Años después, cuando había terminado por fin mis estudios de derecho, caminaba por la avenida San Borja Sur, dirigiéndome al cumpleaños de un amigo poeta. De pronto, en la vereda se dibujó la silueta de un sujeto que, pese a su juventud  y el terno elegante que vestía, arrastraba los pies como quien carga una cruz de granito. Era Carlos, mi viejo amigo. Nos abrazamos, recordamos nuestros apodos e iniciamos el recuento de lo que habían sido nuestros días hasta ese momento. Le solté mis pequeños logros y grandes tristezas. Él me detalló sus triunfos económicos y su derrota sentimental. Se había sumado al Opus Dei luego de ese nefasto retiro espiritual, se casó con la hija de un antiguo miembro de la obra y consiguió un enorme capital de trabajo: el mencionado suegro era el importante directivo de una minera. Todo iba a la perfección, pero Carlos nunca pudo olvidar a la Ciccolina y el burro. Sobre todo al burro. Hubo un escándalo. Lo maldijeron. Perdió sus comodidades. Se volvió en menos que cero. Sin embargo, fuerzas invisibles lo seguían obligando a su matrimonio infeliz.
–Opus Dei significa obra de Dios –me dijo, presionando la quijada–. Pero el Opus Dei no es eso. Es lo peor de Dios.
–…
–Es el pus de Dios.   
Intercambiamos números de celular, pero sabíamos que nunca nos buscaríamos. Le di un apretón de manos y me retiré pensando que, quizás, sería justo comprar una vieja iglesia del Opus Dei para proyectar en ella Bajos Instintos o Luna de Hiel o La Ciccolina y el burro o Las colegiales y el mango del martillo o…



[1] Llegué a esta conclusión gracias a una larga charla con mi amigo Renzo Honores. Desde acá, un abrazo de agradecimiento.
[2] Si algo me enorgullece de haber estudiado en el San Agustín es justamente eso: no terminé de pagar las pensiones que adeudaba de cuarto de media. Quinto lo estudié en un precario colegio de la avenida Arequipa (colegio en el que fui feliz), y mi papá recurrió a la argucia criolla para sonsacarles a los curas mis certificados de estudios. Los curas creyeron que les pagaríamos en unos meses. Ya han pasado más de catorce años. La deuda ha prescrito. Estimado padre director del colegio San Agustín, uno de estos días paso por el banco para hacerle un depósito de billetes del Monopolio.  

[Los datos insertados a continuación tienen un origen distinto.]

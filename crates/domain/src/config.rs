//! Asserter configuration.
//!
//! Loaded from YAML, e.g. a fixture file shared by a test suite:
//!
//! ```yaml
//! default_success_status: 200
//! require_error_status: false
//! max_preview_len: 120
//! ```

use std::path::Path;

use serde::{Deserialize, Serialize};

use crate::error::{DomainError, DomainResult};
use crate::json::DEFAULT_PREVIEW_LEN;
use crate::response::StatusCode;

/// Settings shared by every check of an asserter.
#[derive(Debug, Clone, PartialEq, Eq, Serialize, Deserialize)]
#[serde(default)]
pub struct AsserterConfig {
    /// Status expected by success checks that do not name one.
    pub default_success_status: u16,
    /// When set, error checks without an expected status require the body's
    /// `status` to be null.
    pub require_error_status: bool,
    /// Maximum length of values rendered in failure messages.
    pub max_preview_len: usize,
}

impl AsserterConfig {
    /// Creates the default configuration.
    #[must_use]
    pub const fn new() -> Self {
        Self {
            default_success_status: 200,
            require_error_status: false,
            max_preview_len: DEFAULT_PREVIEW_LEN,
        }
    }

    /// Sets the default success status.
    #[must_use]
    pub const fn with_default_success_status(mut self, status: u16) -> Self {
        self.default_success_status = status;
        self
    }

    /// Sets whether error checks require a null `status` when none is expected.
    #[must_use]
    pub const fn with_require_error_status(mut self, require: bool) -> Self {
        self.require_error_status = require;
        self
    }

    /// Sets the maximum preview length.
    #[must_use]
    pub const fn with_max_preview_len(mut self, len: usize) -> Self {
        self.max_preview_len = len;
        self
    }

    /// Parses and validates a YAML document.
    ///
    /// # Errors
    ///
    /// Returns [`DomainError::InvalidConfig`] if the document is malformed or
    /// fails [`validate`](Self::validate).
    pub fn from_yaml_str(yaml: &str) -> DomainResult<Self> {
        let config: Self =
            serde_yaml::from_str(yaml).map_err(|e| DomainError::InvalidConfig(e.to_string()))?;
        config.validate()?;
        Ok(config)
    }

    /// Reads, parses and validates a YAML file.
    ///
    /// # Errors
    ///
    /// Returns [`DomainError::Io`] if the file cannot be read, or
    /// [`DomainError::InvalidConfig`] if its content is invalid.
    pub fn load(path: impl AsRef<Path>) -> DomainResult<Self> {
        let path = path.as_ref();
        let yaml = std::fs::read_to_string(path)
            .map_err(|e| DomainError::Io(format!("{}: {e}", path.display())))?;
        Self::from_yaml_str(&yaml)
    }

    /// Checks the configuration values.
    ///
    /// # Errors
    ///
    /// Returns [`DomainError::InvalidConfig`] for an invalid default status or
    /// a zero preview length.
    pub fn validate(&self) -> DomainResult<()> {
        if !StatusCode::new(self.default_success_status).is_valid() {
            return Err(DomainError::InvalidConfig(format!(
                "default_success_status {} is not a valid HTTP status",
                self.default_success_status
            )));
        }
        if self.max_preview_len == 0 {
            return Err(DomainError::InvalidConfig(
                "max_preview_len must be greater than zero".to_string(),
            ));
        }
        Ok(())
    }
}

impl Default for AsserterConfig {
    fn default() -> Self {
        Self::new()
    }
}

[3] He sido testigo de la mutación que puede ocasionar el trance del retiro espiritual. Tuve compañeros que, al volver a casa, empezaron a comportarse como Rambo o Gollum.
[4] La Escuela de las Américas es la institución creada por EE.UU. que se volvió famosa por diseñar el Plan Cóndor. Gracias a esta escuela hemos tenido en Latinoamérica personajes tan asquerosos como Pinochet, Videla o, en nuestro país, Vladimiro Montesinos.
[5] A los señores y señoritas encargados de hacer listas de rarezas sexuales: por favor, no olviden incluir la mía y, si es posible, bautícenla con mi nombre. Gracias.